Collected data entries:
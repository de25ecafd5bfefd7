use std::{borrow::Cow, collections::VecDeque, mem, sync::Arc};

use log::{debug, info, warn};
use parking_lot::{Mutex, MutexGuard};

use scenesync_shared::{
    codec::{decode_batch, encode_batch},
    filter_batch_to_vec, BatchKind, CrdtMessage, CrdtProtocol, PayloadPool, BATCH_PREFIX_LENGTH,
};

use crate::{
    command_buffer::WorldSyncCommandBuffer,
    config::BridgeConfig,
    error::BridgeError,
    gate::{AcquireOutcome, FrameGate, GateGuard, GateOwner, OwnerKind},
};

/// Everything one scene shares with the renderer. Only touched while the
/// frame gate is held.
pub struct SceneState {
    pub(crate) protocol: CrdtProtocol,
    pub(crate) pending: VecDeque<WorldSyncCommandBuffer>,
    pub(crate) outgoing: Vec<CrdtMessage<'static>>,
    pub(crate) torn_down: bool,
}

impl SceneState {
    pub fn protocol(&self) -> &CrdtProtocol {
        &self.protocol
    }

    pub fn pending_buffers(&self) -> usize {
        self.pending.len()
    }

    pub fn outgoing_messages(&self) -> usize {
        self.outgoing.len()
    }

    pub fn is_torn_down(&self) -> bool {
        self.torn_down
    }
}

/// State shared between a scene thread and the renderer through an `Arc`
pub struct SceneShared {
    owner: GateOwner,
    gate: Arc<FrameGate>,
    pool: Arc<PayloadPool>,
    state: Mutex<SceneState>,
}

impl SceneShared {
    pub fn new(
        owner: GateOwner,
        gate: Arc<FrameGate>,
        pool: Arc<PayloadPool>,
        config: &BridgeConfig,
    ) -> Arc<Self> {
        if owner.kind != OwnerKind::Scene {
            warn!("SceneShared: {} is not a scene owner", owner);
        }
        let protocol = CrdtProtocol::new(config.protocol.clone(), pool.clone());
        Arc::new(Self {
            owner,
            gate,
            pool,
            state: Mutex::new(SceneState {
                protocol,
                pending: VecDeque::new(),
                outgoing: Vec::new(),
                torn_down: false,
            }),
        })
    }

    pub fn owner(&self) -> &GateOwner {
        &self.owner
    }

    pub fn gate(&self) -> &Arc<FrameGate> {
        &self.gate
    }

    pub fn pool(&self) -> &Arc<PayloadPool> {
        &self.pool
    }

    /// Callers must hold the gate
    pub fn state(&self) -> MutexGuard<'_, SceneState> {
        self.state.lock()
    }
}

/// The scene thread's end of the bridge
pub struct ScenePort {
    shared: Arc<SceneShared>,
}

impl ScenePort {
    pub fn new(shared: Arc<SceneShared>) -> Self {
        Self { shared }
    }

    pub fn shared(&self) -> &Arc<SceneShared> {
        &self.shared
    }

    /// Delivers one batch produced by the scene and returns what the renderer
    /// has for it.
    ///
    /// The batch is filtered, decoded and reconciled inside one gate window;
    /// accepted changes are queued for the next frame. A `ReqCrdtState` batch
    /// is answered with the full state, anything else with the renderer's
    /// changes since the previous call. A malformed message ends the batch:
    /// the messages before it are still applied.
    pub fn send_to_renderer(&self, batch: &[u8]) -> Result<Vec<u8>, BridgeError> {
        let Some(&kind_byte) = batch.first() else {
            return Err(BridgeError::EmptyBatch);
        };
        let kind = BatchKind::try_from(kind_byte)?;

        // only message-carrying batches are filtered
        let filtered = if kind.carries_messages() {
            filter_batch_to_vec(batch)
        } else {
            Vec::new()
        };
        let mut messages = Vec::new();
        if filtered.len() > BATCH_PREFIX_LENGTH {
            if let Err(error) = decode_batch(&filtered[BATCH_PREFIX_LENGTH..], &mut messages) {
                warn!(
                    "ScenePort: {} sent a malformed batch, applying {} messages: {}",
                    self.shared.owner,
                    messages.len(),
                    error
                );
            }
        }

        let _guard = self.lock_gate()?;
        let mut state = self.shared.state();
        self.check_alive(&state)?;

        let mut buffer = WorldSyncCommandBuffer::new(self.shared.pool.clone());
        for message in &messages {
            let reconciliation = state.protocol.apply(message);
            buffer.record(message, reconciliation.effect());
        }
        if !buffer.is_empty() {
            state.pending.push_back(buffer);
        }

        let response = match kind {
            BatchKind::ReqCrdtState => {
                // the full state already contains every queued renderer write
                self.release_messages(mem::take(&mut state.outgoing));
                self.encode_state(&state)
            }
            _ => {
                let outgoing = mem::take(&mut state.outgoing);
                let response = encode_batch(BatchKind::Crdt, &outgoing, &self.shared.pool);
                self.release_messages(outgoing);
                response
            }
        };
        Ok(response)
    }

    /// The whole reconciliation store as a `ResCrdtState` batch
    pub fn get_state(&self) -> Result<Vec<u8>, BridgeError> {
        let _guard = self.lock_gate()?;
        let state = self.shared.state();
        self.check_alive(&state)?;
        Ok(self.encode_state(&state))
    }

    /// Discards queued work, deletes every entity the scene still holds and
    /// tells the renderer to destroy the scene's world objects on its next
    /// frame
    pub fn teardown(&self) -> Result<(), BridgeError> {
        let _guard = self.lock_gate()?;
        let mut state = self.shared.state();
        if state.torn_down {
            return Ok(());
        }

        state.pending.clear();
        self.release_messages(mem::take(&mut state.outgoing));
        let entities = state.protocol.entities();
        for entity in &entities {
            state.protocol.apply(&CrdtMessage::delete_entity(*entity));
        }
        state.torn_down = true;

        info!(
            "ScenePort: {} torn down, {} entities deleted",
            self.shared.owner,
            entities.len()
        );
        Ok(())
    }

    fn lock_gate(&self) -> Result<GateGuard<'_>, BridgeError> {
        self.shared
            .gate
            .lock(&self.shared.owner)
            .map_err(|outcome| match outcome {
                AcquireOutcome::Disposed => BridgeError::GateDisposed,
                outcome => BridgeError::GateUnavailable {
                    owner: self.shared.owner.to_string(),
                    outcome,
                },
            })
    }

    fn check_alive(&self, state: &SceneState) -> Result<(), BridgeError> {
        if state.torn_down {
            return Err(BridgeError::SceneTornDown {
                scene: self.shared.owner.name.clone(),
            });
        }
        Ok(())
    }

    fn encode_state(&self, state: &SceneState) -> Vec<u8> {
        let messages = state.protocol.create_messages_from_current_state();
        debug!(
            "ScenePort: encoding {} state messages for {}",
            messages.len(),
            self.shared.owner
        );
        encode_batch(BatchKind::ResCrdtState, &messages, &self.shared.pool)
    }

    fn release_messages(&self, messages: Vec<CrdtMessage<'static>>) {
        for message in messages {
            if let Cow::Owned(data) = message.data {
                self.shared.pool.release(data);
            }
        }
    }
}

> Aim of the exercise:
In the records above, find the line containing "pub fn outgoing_messages(&self)" and restate word for word every line from the first through that one.

> Answer for this exercise:
repository de25ecafd5bfefd7
use std::{borrow::Cow, collections::VecDeque, mem, sync::Arc};

use log::{debug, info, warn};
use parking_lot::{Mutex, MutexGuard};

use scenesync_shared::{
    codec::{decode_batch, encode_batch},
    filter_batch_to_vec, BatchKind, CrdtMessage, CrdtProtocol, PayloadPool, BATCH_PREFIX_LENGTH,
};

use crate::{
    command_buffer::WorldSyncCommandBuffer,
    config::BridgeConfig,
    error::BridgeError,
    gate::{AcquireOutcome, FrameGate, GateGuard, GateOwner, OwnerKind},
};

/// Everything one scene shares with the renderer. Only touched while the
/// frame gate is held.
pub struct SceneState {
    pub(crate) protocol: CrdtProtocol,
    pub(crate) pending: VecDeque<WorldSyncCommandBuffer>,
    pub(crate) outgoing: Vec<CrdtMessage<'static>>,
    pub(crate) torn_down: bool,
}

impl SceneState {
    pub fn protocol(&self) -> &CrdtProtocol {
        &self.protocol
    }

    pub fn pending_buffers(&self) -> usize {
        self.pending.len()
    }

    pub fn outgoing_messages(&self) -> usize {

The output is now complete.